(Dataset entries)
■ ■ ■ ■ ■ ■ ■
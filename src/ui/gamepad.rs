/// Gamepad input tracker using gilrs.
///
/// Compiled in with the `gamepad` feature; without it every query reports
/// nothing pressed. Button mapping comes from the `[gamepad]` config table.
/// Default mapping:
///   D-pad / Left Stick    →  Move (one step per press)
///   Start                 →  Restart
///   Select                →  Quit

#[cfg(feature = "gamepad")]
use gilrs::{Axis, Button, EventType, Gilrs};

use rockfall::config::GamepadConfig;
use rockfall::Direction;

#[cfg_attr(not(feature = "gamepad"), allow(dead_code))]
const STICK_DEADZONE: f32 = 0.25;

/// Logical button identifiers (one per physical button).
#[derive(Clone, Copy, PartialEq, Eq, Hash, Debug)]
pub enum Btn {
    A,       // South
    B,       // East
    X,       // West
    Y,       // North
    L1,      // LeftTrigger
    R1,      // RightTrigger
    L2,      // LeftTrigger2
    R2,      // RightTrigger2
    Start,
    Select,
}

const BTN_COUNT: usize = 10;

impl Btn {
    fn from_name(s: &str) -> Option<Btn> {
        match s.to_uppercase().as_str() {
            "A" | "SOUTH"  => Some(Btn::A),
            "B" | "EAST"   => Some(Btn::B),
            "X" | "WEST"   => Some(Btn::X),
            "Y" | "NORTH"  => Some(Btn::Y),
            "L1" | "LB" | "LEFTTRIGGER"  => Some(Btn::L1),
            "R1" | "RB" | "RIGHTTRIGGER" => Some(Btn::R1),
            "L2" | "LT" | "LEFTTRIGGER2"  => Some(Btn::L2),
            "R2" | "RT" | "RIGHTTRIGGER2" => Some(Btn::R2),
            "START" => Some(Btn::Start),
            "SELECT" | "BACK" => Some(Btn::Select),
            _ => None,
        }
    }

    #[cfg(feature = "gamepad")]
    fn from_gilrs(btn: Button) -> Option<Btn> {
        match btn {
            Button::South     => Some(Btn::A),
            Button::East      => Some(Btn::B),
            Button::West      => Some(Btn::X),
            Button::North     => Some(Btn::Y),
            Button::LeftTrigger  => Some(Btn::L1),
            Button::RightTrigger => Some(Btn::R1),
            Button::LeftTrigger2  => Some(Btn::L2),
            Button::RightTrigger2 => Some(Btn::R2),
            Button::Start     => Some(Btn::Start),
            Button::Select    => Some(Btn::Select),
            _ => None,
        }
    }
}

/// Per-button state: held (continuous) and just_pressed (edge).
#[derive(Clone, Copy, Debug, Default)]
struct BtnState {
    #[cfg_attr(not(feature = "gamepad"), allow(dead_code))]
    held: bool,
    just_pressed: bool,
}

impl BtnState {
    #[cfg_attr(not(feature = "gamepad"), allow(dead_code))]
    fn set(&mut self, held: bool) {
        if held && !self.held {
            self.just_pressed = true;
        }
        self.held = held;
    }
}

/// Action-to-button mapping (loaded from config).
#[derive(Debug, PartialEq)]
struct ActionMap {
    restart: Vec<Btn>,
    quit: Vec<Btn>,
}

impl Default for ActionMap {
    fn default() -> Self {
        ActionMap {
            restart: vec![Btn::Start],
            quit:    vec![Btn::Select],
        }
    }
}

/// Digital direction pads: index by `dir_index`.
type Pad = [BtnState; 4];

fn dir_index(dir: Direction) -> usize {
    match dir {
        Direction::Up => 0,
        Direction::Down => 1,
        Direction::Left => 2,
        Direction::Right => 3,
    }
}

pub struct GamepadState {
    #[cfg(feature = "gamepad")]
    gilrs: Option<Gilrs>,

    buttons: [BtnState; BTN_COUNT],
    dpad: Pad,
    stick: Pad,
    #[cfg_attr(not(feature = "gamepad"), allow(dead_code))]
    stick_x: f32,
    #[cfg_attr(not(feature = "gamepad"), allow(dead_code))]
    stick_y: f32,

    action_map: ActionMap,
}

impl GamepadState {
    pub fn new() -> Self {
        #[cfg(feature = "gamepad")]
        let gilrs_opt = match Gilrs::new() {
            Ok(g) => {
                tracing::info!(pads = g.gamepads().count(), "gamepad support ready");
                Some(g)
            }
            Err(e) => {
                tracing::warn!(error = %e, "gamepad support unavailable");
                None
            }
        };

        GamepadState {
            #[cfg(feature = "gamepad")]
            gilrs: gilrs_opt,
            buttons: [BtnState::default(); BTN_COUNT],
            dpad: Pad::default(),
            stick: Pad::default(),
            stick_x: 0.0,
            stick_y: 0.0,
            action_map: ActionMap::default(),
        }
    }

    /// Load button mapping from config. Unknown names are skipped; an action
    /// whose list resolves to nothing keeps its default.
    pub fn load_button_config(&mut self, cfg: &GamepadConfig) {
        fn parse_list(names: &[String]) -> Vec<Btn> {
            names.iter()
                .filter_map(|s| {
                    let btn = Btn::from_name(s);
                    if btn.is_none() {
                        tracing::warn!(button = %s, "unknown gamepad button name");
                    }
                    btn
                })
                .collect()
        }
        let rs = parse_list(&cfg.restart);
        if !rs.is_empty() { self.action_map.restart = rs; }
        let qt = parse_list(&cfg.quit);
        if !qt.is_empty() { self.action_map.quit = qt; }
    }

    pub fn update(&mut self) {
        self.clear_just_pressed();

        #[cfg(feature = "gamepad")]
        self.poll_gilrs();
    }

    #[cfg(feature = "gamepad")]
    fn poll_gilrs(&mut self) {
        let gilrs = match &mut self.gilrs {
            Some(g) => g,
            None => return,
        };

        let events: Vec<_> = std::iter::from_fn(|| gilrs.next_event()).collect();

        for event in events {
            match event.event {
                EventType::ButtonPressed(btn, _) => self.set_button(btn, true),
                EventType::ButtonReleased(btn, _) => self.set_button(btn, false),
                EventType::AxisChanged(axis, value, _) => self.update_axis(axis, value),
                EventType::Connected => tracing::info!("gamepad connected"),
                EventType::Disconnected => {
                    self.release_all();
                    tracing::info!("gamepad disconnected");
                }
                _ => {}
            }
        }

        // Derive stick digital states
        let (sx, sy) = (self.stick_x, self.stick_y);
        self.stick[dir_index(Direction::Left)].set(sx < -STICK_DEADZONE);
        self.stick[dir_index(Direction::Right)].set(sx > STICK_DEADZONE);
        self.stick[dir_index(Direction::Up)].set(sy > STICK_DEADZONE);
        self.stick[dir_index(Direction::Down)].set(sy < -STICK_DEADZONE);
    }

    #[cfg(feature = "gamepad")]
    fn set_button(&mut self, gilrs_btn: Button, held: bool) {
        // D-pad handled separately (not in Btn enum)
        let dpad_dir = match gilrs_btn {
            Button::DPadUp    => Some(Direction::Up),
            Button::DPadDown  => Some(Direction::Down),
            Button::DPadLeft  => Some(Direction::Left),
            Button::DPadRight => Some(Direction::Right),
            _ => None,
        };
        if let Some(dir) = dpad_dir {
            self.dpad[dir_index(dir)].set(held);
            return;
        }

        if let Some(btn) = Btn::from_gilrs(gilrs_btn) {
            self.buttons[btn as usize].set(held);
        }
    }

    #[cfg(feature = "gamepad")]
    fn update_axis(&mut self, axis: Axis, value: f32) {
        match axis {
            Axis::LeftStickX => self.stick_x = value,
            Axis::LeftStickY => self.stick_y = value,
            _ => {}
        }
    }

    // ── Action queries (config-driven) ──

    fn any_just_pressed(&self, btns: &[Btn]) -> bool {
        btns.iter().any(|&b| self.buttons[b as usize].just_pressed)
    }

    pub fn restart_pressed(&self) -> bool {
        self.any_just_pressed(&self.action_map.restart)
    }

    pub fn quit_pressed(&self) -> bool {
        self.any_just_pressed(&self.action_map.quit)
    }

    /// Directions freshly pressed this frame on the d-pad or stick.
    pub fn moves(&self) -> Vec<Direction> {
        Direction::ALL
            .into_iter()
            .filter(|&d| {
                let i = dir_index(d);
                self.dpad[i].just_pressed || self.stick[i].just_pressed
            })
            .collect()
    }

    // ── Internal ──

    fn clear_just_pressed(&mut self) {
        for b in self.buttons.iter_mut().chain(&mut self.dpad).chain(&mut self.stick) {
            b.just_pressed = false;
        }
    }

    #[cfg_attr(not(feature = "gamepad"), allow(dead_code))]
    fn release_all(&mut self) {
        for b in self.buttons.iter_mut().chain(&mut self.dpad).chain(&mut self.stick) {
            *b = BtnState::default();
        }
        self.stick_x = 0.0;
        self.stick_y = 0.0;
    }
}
■ ■ ■ ■ ■ ■ ■
Your assignment: Check every line of the records above for the string "bool". Copy those that hold it.

Task result:
    held: bool,
    just_pressed: bool,
    fn set(&mut self, held: bool) {
    fn set_button(&mut self, gilrs_btn: Button, held: bool) {
    fn any_just_pressed(&self, btns: &[Btn]) -> bool {
    pub fn restart_pressed(&self) -> bool {
    pub fn quit_pressed(&self) -> bool {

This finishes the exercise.